BEGIN RECORDS FOR THIS EXERCISE

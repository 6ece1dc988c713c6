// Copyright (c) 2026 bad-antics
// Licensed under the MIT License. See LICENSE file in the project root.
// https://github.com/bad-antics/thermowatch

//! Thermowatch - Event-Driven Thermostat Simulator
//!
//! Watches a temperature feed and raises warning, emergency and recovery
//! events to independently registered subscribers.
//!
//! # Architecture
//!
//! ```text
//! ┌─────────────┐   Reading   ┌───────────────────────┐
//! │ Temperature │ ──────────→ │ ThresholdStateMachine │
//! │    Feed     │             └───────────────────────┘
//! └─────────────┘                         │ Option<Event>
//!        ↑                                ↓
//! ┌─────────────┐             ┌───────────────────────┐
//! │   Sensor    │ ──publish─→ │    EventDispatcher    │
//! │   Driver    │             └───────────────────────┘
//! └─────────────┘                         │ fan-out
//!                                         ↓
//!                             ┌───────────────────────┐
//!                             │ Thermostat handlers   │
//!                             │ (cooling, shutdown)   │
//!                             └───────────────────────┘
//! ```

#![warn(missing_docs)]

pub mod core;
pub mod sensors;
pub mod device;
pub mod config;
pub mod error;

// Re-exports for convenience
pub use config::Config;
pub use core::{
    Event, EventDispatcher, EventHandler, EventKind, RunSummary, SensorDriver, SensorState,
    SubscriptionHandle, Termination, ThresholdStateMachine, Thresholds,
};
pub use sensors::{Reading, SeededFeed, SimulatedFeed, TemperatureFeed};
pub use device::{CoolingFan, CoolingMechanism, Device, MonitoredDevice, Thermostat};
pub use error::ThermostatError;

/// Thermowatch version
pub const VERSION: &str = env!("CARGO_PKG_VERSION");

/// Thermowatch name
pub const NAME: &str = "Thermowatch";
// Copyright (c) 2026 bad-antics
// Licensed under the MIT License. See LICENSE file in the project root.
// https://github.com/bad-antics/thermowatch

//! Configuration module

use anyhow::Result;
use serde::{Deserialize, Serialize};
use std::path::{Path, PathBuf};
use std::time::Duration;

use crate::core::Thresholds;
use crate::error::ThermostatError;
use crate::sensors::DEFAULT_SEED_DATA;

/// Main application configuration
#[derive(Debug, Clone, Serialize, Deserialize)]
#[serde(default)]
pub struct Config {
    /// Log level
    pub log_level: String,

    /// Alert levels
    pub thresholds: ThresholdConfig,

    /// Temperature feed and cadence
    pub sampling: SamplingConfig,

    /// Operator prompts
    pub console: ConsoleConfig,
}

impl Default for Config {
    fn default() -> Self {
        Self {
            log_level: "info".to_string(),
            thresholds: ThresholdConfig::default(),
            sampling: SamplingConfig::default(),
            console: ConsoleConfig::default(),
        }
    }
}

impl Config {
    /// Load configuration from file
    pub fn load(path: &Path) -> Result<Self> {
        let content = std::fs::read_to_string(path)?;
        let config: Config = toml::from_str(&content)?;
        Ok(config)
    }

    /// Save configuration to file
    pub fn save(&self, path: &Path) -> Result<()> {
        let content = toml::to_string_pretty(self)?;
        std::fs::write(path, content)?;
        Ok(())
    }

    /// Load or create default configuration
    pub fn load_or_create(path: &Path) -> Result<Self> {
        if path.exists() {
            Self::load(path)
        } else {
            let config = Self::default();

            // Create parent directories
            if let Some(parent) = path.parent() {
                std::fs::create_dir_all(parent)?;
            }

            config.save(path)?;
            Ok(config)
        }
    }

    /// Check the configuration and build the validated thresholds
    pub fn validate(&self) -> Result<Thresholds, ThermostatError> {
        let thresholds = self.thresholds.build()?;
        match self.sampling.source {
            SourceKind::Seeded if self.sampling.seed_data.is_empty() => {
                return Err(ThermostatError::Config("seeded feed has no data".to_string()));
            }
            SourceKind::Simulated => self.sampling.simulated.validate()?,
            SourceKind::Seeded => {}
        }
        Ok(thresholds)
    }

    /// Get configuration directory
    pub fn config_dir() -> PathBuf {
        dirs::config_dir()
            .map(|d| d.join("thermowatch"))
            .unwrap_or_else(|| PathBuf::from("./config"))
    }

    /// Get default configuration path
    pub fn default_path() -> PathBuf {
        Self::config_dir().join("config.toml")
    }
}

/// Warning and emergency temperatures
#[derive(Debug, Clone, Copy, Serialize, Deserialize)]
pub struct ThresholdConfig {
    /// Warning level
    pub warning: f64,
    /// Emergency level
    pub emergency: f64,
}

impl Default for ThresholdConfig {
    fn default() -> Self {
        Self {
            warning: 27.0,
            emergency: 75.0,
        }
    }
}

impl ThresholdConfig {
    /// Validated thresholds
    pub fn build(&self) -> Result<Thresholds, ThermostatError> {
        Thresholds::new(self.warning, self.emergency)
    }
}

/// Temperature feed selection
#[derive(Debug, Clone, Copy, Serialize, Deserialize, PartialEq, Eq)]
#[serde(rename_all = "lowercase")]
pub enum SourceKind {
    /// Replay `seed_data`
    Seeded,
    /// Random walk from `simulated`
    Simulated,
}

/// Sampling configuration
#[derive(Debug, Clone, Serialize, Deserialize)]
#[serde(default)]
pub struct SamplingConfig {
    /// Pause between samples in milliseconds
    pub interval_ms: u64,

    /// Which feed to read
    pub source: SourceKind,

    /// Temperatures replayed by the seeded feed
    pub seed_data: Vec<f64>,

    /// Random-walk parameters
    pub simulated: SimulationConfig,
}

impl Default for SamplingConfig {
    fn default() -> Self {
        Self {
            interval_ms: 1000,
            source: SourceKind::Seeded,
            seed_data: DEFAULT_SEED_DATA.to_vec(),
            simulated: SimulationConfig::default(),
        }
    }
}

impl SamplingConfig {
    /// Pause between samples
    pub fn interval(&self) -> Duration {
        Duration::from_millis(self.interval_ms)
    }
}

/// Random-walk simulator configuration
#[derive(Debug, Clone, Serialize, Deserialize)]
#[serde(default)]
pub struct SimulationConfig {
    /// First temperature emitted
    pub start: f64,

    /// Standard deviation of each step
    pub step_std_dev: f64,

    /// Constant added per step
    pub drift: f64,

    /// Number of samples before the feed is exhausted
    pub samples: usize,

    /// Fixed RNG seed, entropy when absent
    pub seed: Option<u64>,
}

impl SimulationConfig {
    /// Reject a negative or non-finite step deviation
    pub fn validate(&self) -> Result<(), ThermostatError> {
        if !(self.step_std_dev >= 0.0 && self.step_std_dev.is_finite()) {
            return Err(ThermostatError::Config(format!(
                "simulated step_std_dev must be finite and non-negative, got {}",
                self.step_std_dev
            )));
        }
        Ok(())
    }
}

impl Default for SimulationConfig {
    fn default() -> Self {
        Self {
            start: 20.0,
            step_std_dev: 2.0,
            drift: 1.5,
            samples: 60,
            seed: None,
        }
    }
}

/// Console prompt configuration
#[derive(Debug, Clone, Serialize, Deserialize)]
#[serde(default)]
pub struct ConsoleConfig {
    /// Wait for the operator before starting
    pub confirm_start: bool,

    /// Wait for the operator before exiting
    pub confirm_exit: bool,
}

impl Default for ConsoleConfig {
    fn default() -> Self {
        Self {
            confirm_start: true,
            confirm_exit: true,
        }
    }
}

END RECORDS FOR THIS EXERCISE
BEGIN RECORDS FOR THIS EXERCISE

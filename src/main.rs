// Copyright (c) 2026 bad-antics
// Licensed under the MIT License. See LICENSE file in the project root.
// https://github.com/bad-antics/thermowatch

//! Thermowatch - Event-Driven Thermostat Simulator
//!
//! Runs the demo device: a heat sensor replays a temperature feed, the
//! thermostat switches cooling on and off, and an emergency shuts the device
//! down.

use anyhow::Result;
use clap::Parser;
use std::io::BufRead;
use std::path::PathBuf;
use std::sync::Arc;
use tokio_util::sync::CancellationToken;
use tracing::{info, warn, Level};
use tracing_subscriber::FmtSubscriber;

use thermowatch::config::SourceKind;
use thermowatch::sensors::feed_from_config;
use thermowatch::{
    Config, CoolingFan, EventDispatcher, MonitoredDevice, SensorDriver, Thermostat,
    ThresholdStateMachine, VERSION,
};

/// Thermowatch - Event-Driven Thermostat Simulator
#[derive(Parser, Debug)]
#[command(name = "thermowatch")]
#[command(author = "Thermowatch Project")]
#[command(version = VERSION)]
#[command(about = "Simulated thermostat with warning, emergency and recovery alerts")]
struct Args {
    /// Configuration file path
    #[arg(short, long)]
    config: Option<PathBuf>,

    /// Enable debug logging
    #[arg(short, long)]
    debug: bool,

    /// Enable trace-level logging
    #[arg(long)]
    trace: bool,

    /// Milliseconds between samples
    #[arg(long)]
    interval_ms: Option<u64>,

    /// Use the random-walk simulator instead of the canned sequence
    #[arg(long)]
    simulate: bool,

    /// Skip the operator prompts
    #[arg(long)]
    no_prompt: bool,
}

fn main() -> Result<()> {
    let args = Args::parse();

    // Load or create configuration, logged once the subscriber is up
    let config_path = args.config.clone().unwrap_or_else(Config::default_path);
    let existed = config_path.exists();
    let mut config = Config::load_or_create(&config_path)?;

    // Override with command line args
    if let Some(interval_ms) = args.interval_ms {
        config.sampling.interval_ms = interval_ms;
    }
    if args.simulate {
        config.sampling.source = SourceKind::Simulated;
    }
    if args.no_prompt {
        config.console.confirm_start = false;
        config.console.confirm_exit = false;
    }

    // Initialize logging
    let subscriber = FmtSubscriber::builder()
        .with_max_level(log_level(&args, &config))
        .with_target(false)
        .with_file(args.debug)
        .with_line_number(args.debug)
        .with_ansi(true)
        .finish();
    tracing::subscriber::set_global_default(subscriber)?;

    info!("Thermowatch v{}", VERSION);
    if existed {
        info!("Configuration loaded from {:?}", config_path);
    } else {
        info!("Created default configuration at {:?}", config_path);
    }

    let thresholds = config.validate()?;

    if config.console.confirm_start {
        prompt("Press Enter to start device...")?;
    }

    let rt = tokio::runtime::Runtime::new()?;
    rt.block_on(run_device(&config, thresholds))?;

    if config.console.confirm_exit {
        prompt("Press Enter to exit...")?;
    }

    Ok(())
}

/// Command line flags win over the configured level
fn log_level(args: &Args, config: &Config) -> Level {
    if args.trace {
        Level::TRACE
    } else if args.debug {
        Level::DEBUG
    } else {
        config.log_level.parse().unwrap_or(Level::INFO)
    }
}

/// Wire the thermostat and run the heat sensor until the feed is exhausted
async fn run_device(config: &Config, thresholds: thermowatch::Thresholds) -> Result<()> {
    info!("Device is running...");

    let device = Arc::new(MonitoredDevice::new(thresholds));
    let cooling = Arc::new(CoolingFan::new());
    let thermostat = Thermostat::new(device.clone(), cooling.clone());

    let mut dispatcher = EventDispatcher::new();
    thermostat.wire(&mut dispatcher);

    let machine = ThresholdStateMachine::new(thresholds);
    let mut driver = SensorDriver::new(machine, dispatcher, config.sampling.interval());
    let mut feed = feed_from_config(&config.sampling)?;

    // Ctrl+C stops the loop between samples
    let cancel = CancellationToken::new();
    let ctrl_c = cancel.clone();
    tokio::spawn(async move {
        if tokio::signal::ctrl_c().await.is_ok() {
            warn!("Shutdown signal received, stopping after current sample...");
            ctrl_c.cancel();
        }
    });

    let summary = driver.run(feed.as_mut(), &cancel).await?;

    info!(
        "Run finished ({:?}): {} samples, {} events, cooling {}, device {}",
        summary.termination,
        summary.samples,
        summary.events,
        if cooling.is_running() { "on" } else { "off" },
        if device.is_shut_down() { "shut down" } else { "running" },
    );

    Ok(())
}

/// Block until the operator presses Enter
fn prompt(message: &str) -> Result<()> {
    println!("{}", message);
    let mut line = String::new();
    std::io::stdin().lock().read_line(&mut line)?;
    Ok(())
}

END RECORDS FOR THIS EXERCISE

▸ **YOUR ASSIGNMENT**
Exact duplication is required for the lines above, from the line that contains "std::fs::write(path, content)?;" to the line that contains "let config = Self::default();", inclusive; omit all others.

▸ **WRITTEN RESPONSE**
        std::fs::write(path, content)?;
        Ok(())
    }

    /// Load or create default configuration
    pub fn load_or_create(path: &Path) -> Result<Self> {
        if path.exists() {
            Self::load(path)
        } else {
            let config = Self::default();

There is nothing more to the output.